Jennifer McCallum, manager of the Headwaters Health Care Centre-affiliated program, says that in addition to their training, volunteers spend about 10 hours with an experienced mentor before working on their own. A digital profile is developed for each member. If volunteers identify issues during a call or if the call isn’t answered, they notify Jennifer, who may take steps to intervene. The steps may include providing referrals for community services, calling emergency contacts or requesting a police wellness check.
Pre-pandemic, all volunteers worked from the organization’s Orangeville office. Now, most calls are made from the volunteers’ homes, and Jennifer says they hope to continue with a hybrid model once the Covid crisis settles down.
June, who once worked in the service industry, has been doing shifts at TeleCheck for 14 years. She says her motivation for volunteering came after her husband unexpectedly died. What am I going to do? she asked herself. Shortly after becoming involved in TeleCheck, she found that “the people I was calling were supporting me to an extent.”
Former teacher Shirley says, “I love doing it. I get to talk to the most funny, intelligent people. I’ve learned a lot about aging with grace.”

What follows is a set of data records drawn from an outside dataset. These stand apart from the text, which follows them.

#[cfg(test)]
mod tests {
    use super::*;
    use chrono::NaiveDateTime;
    use plan_core::{
        CapacityRecord, ForecastMethod, InventoryRecord, MissingDataPolicy, OvertimePolicy,
        TargetInventory,
    };

    fn period(month: u32) -> Period {
        Period::new(2025, month).unwrap()
    }

    fn flat_forecasts(product: &str, values: &[i64]) -> Vec<Forecast> {
        values
            .iter()
            .enumerate()
            .map(|(i, v)| {
                Forecast::new(
                    product,
                    period(i as u32 + 1),
                    Decimal::from(*v),
                    ForecastMethod::moving_average(3),
                    NaiveDateTime::default(),
                )
            })
            .collect()
    }

    fn capacity(resource: &str, units: i64, months: u32) -> CapacityTable {
        CapacityTable::from_records(
            (1..=months)
                .map(|m| CapacityRecord::new(resource, period(m), Decimal::from(units)).unwrap()),
        )
    }

    fn planned(plan: &ProductionPlan, product: &str) -> Vec<Decimal> {
        plan.entries_for(product).map(|e| e.planned_qty).collect()
    }

    fn d(values: &[i64]) -> Vec<Decimal> {
        values.iter().map(|v| Decimal::from(*v)).collect()
    }

    #[test]
    fn test_flat_demand_within_capacity() {
        let forecasts = flat_forecasts("BIKE", &[100; 12]);
        let plan = ProductionPlanner::plan(
            &forecasts,
            &InventoryTable::new(),
            &capacity("BIKE", 150, 12),
            &[],
            &PlannerPolicy::default(),
        )
        .unwrap();

        assert_eq!(plan.entries.len(), 12);
        assert!(plan.feasible);
        assert!(plan.exceptions.is_empty());
        for entry in &plan.entries {
            assert_eq!(entry.planned_qty, Decimal::from(100));
            assert_eq!(entry.ending_inventory, Decimal::ZERO);
            assert_eq!(entry.resource_id.as_deref(), Some("BIKE"));
        }
    }

    #[test]
    fn test_shortfall_carried_forward() {
        let forecasts = flat_forecasts("BIKE", &[100, 100, 100]);
        let plan = ProductionPlanner::plan(
            &forecasts,
            &InventoryTable::new(),
            &capacity("BIKE", 80, 3),
            &[],
            &PlannerPolicy::default(),
        )
        .unwrap();

        assert_eq!(planned(&plan, "BIKE"), d(&[80, 80, 80]));
        let demand: Vec<Decimal> = plan.entries.iter().map(|e| e.demand_qty).collect();
        assert_eq!(demand, d(&[100, 120, 140]));
        let shortfall: Vec<Decimal> = plan.entries.iter().map(|e| e.shortfall).collect();
        assert_eq!(shortfall, d(&[20, 40, 60]));
        assert!(!plan.feasible);
        assert_eq!(plan.exceptions.len(), 3);
    }

    #[test]
    fn test_overtime_reported_with_cost() {
        let forecasts = flat_forecasts("BIKE", &[100]);
        let policy = PlannerPolicy::default().with_overtime(
            OvertimePolicy::allowed(Decimal::from(5)).with_max_ratio(Decimal::new(1, 1)),
        );
        let plan = ProductionPlanner::plan(
            &forecasts,
            &InventoryTable::new(),
            &capacity("BIKE", 80, 1),
            &[],
            &policy,
        )
        .unwrap();

        let entry = &plan.entries[0];
        assert_eq!(entry.planned_qty, Decimal::from(88));
        assert_eq!(entry.overtime_qty, Decimal::from(8));
        assert_eq!(entry.overtime_cost, Decimal::from(40));
        assert_eq!(entry.shortfall, Decimal::from(12));
        assert_eq!(plan.total_overtime_cost(), Decimal::from(40));
        assert!(plan
            .exceptions
            .iter()
            .any(|e| matches!(e, PlanningException::Overtime { .. })));
    }

    #[test]
    fn test_level_mode_builds_inventory() {
        let forecasts = flat_forecasts("BIKE", &[100, 200, 300]);
        let policy = PlannerPolicy::default().with_mode(PlanningMode::Level);
        let plan = ProductionPlanner::plan(
            &forecasts,
            &InventoryTable::new(),
            &capacity("BIKE", 500, 3),
            &[],
            &policy,
        )
        .unwrap();

        assert_eq!(planned(&plan, "BIKE"), d(&[200, 200, 200]));
        let ending: Vec<Decimal> = plan.entries.iter().map(|e| e.ending_inventory).collect();
        assert_eq!(ending, d(&[100, 100, 0]));
        assert!(plan.feasible);
    }

    #[test]
    fn test_manual_override_propagates() {
        let forecasts = flat_forecasts("BIKE", &[100, 100, 100]);
        let overrides = vec![ManualOverride::new("BIKE", period(1), Decimal::from(150)).unwrap()];
        let plan = ProductionPlanner::plan(
            &forecasts,
            &InventoryTable::new(),
            &capacity("BIKE", 150, 3),
            &overrides,
            &PlannerPolicy::default(),
        )
        .unwrap();

        assert_eq!(planned(&plan, "BIKE"), d(&[150, 50, 100]));
        assert!(plan.entries[0].is_manual());
        assert!(!plan.entries[1].is_manual());
        assert_eq!(plan.entries[0].ending_inventory, Decimal::from(50));
    }

    #[test]
    fn test_manual_override_above_capacity() {
        let forecasts = flat_forecasts("BIKE", &[100]);
        let overrides = vec![ManualOverride::new("BIKE", period(1), Decimal::from(200)).unwrap()];
        let plan = ProductionPlanner::plan(
            &forecasts,
            &InventoryTable::new(),
            &capacity("BIKE", 150, 1),
            &overrides,
            &PlannerPolicy::default(),
        )
        .unwrap();

        assert_eq!(plan.entries[0].planned_qty, Decimal::from(200));
        assert!(matches!(
            plan.exceptions.as_slice(),
            [PlanningException::CapacityExceeded { capacity, .. }] if *capacity == Decimal::from(150)
        ));
    }

    #[test]
    fn test_shared_resource_served_in_product_order() {
        let mut forecasts = flat_forecasts("B-BIKE", &[100]);
        forecasts.extend(flat_forecasts("A-BIKE", &[100]));
        let policy = PlannerPolicy::default().with_default_resource("LINE");
        let plan = ProductionPlanner::plan(
            &forecasts,
            &InventoryTable::new(),
            &capacity("LINE", 150, 1),
            &[],
            &policy,
        )
        .unwrap();

        assert_eq!(plan.products(), vec!["A-BIKE", "B-BIKE"]);
        assert_eq!(planned(&plan, "A-BIKE"), d(&[100]));
        assert_eq!(planned(&plan, "B-BIKE"), d(&[50]));
    }

    #[test]
    fn test_inventory_and_target() {
        let forecasts = flat_forecasts("BIKE", &[100, 100]);
        let inventory = InventoryTable::from_records(vec![
            InventoryRecord::new("BIKE", period(1), Decimal::from(30), Decimal::ZERO, Decimal::ZERO)
                .unwrap(),
            InventoryRecord::new("BIKE", period(2), Decimal::ZERO, Decimal::from(50), Decimal::ZERO)
                .unwrap(),
        ]);
        let policy = PlannerPolicy::default()
            .with_target_inventory(TargetInventory::RatioOfForecast(Decimal::new(2, 1)));
        let plan = ProductionPlanner::plan(
            &forecasts,
            &inventory,
            &capacity("BIKE", 500, 2),
            &[],
            &policy,
        )
        .unwrap();

        // 第一期：100 + 20 - 30 = 90；第二期：100 + 20 - (20 + 50) = 50
        assert_eq!(planned(&plan, "BIKE"), d(&[90, 50]));
        assert_eq!(plan.entries[1].opening_inventory, Decimal::from(20));
        assert_eq!(plan.entries[1].incoming_qty, Decimal::from(50));
        assert_eq!(plan.entries[1].ending_inventory, Decimal::from(20));
    }

    #[test]
    fn test_min_batch_rounds_up() {
        let forecasts = flat_forecasts("BIKE", &[30, 30, 30, 30]);
        let policy = PlannerPolicy::default().with_min_batch_size(Decimal::from(100));
        let plan = ProductionPlanner::plan(
            &forecasts,
            &InventoryTable::new(),
            &capacity("BIKE", 500, 4),
            &[],
            &policy,
        )
        .unwrap();

        assert_eq!(planned(&plan, "BIKE"), d(&[100, 0, 0, 100]));
    }

    #[test]
    fn test_missing_capacity_policies() {
        let forecasts = flat_forecasts("BIKE", &[100, 100]);

        let lenient = ProductionPlanner::plan(
            &forecasts,
            &InventoryTable::new(),
            &CapacityTable::new(),
            &[],
            &PlannerPolicy::default(),
        )
        .unwrap();
        assert_eq!(planned(&lenient, "BIKE"), d(&[100, 100]));
        assert_eq!(lenient.warnings.len(), 1);
        assert!(lenient.entries[0].resource_id.is_none());

        let strict = ProductionPlanner::plan(
            &forecasts,
            &InventoryTable::new(),
            &CapacityTable::new(),
            &[],
            &PlannerPolicy::default().with_missing_capacity(MissingDataPolicy::Fail),
        )
        .unwrap();
        assert!(strict.entries.is_empty());
        assert_eq!(strict.errors.len(), 1);
        assert_eq!(strict.errors[0].entity_id, "BIKE");
        assert!(!strict.feasible);
    }

    #[test]
    fn test_horizon_limit_and_gapless_output() {
        let mut forecasts = flat_forecasts("BIKE", &[100, 100, 100, 100]);
        forecasts.retain(|f| f.period != period(2));
        let plan = ProductionPlanner::plan(
            &forecasts,
            &InventoryTable::new(),
            &CapacityTable::new(),
            &[],
            &PlannerPolicy::default().with_horizon(3),
        )
        .unwrap();

        assert_eq!(plan.horizon(), vec![period(1), period(2), period(3)]);
        assert_eq!(plan.entry("BIKE", period(2)).unwrap().forecast_qty, Decimal::ZERO);
    }

    #[test]
    fn test_each_product_keeps_its_own_horizon() {
        // A 的預測從 4 月開始，B 從 1 月開始
        let mut forecasts: Vec<Forecast> = flat_forecasts("A", &[0, 0, 0, 100, 100, 100])
            .into_iter()
            .filter(|f| f.period >= period(4))
            .collect();
        forecasts.extend(flat_forecasts("B", &[50, 50, 50]));

        let plan = ProductionPlanner::plan(
            &forecasts,
            &InventoryTable::new(),
            &CapacityTable::new(),
            &[],
            &PlannerPolicy::default().with_horizon(3),
        )
        .unwrap();

        let a_periods: Vec<Period> = plan.entries_for("A").map(|e| e.period).collect();
        assert_eq!(a_periods, vec![period(4), period(5), period(6)]);
        assert_eq!(planned(&plan, "A"), d(&[100, 100, 100]));
        let b_periods: Vec<Period> = plan.entries_for("B").map(|e| e.period).collect();
        assert_eq!(b_periods, vec![period(1), period(2), period(3)]);
        assert_eq!(planned(&plan, "B"), d(&[50, 50, 50]));
    }

    #[test]
    fn test_shared_resource_with_staggered_horizons() {
        // B 在 1 月先用掉產能，A 從 2 月才開始排
        let mut forecasts: Vec<Forecast> = flat_forecasts("A", &[0, 100])
            .into_iter()
            .filter(|f| f.period == period(2))
            .collect();
        forecasts.extend(flat_forecasts("B", &[100, 100]));
        let policy = PlannerPolicy::default().with_default_resource("LINE");

        let plan = ProductionPlanner::plan(
            &forecasts,
            &InventoryTable::new(),
            &capacity("LINE", 150, 2),
            &[],
            &policy,
        )
        .unwrap();

        assert_eq!(planned(&plan, "A"), d(&[100]));
        assert_eq!(planned(&plan, "B"), d(&[100, 50]));
        assert_eq!(plan.entry("B", period(2)).unwrap().shortfall, Decimal::from(50));
    }

    #[test]
    fn test_empty_forecasts() {
        let plan = ProductionPlanner::plan(
            &[],
            &InventoryTable::new(),
            &CapacityTable::new(),
            &[],
            &PlannerPolicy::default(),
        )
        .unwrap();
        assert!(plan.entries.is_empty());
        assert!(plan.feasible);
    }
}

Retired nurse Heather echoes Shirley’s sentiment, but adds, “I also like to consider it work. Here I am in my 80s and I can still be working.”
The program involves a diverse group of volunteers, from retirees to individuals interested in social work and young people filling volunteer time requirements. The gift of the gab comes in handy, and as June says, the work is not for everyone. “I remember one volunteer was a bad talker. She was only here a few hours and disappeared. We thought she went to the washroom, but she just left and never came back.”
The value of the program is reflected in the sorts of comments volunteers receive from members. It’s not uncommon for a member to say, “You’re the only people I talk to” or “I know I have to take my pills so I can stay at home.”
All agree the calls can also be a lot of fun – and sometimes hilarious. And members frequently express appreciation. “There are a lot of ‘I love you’s,’” says Jennifer.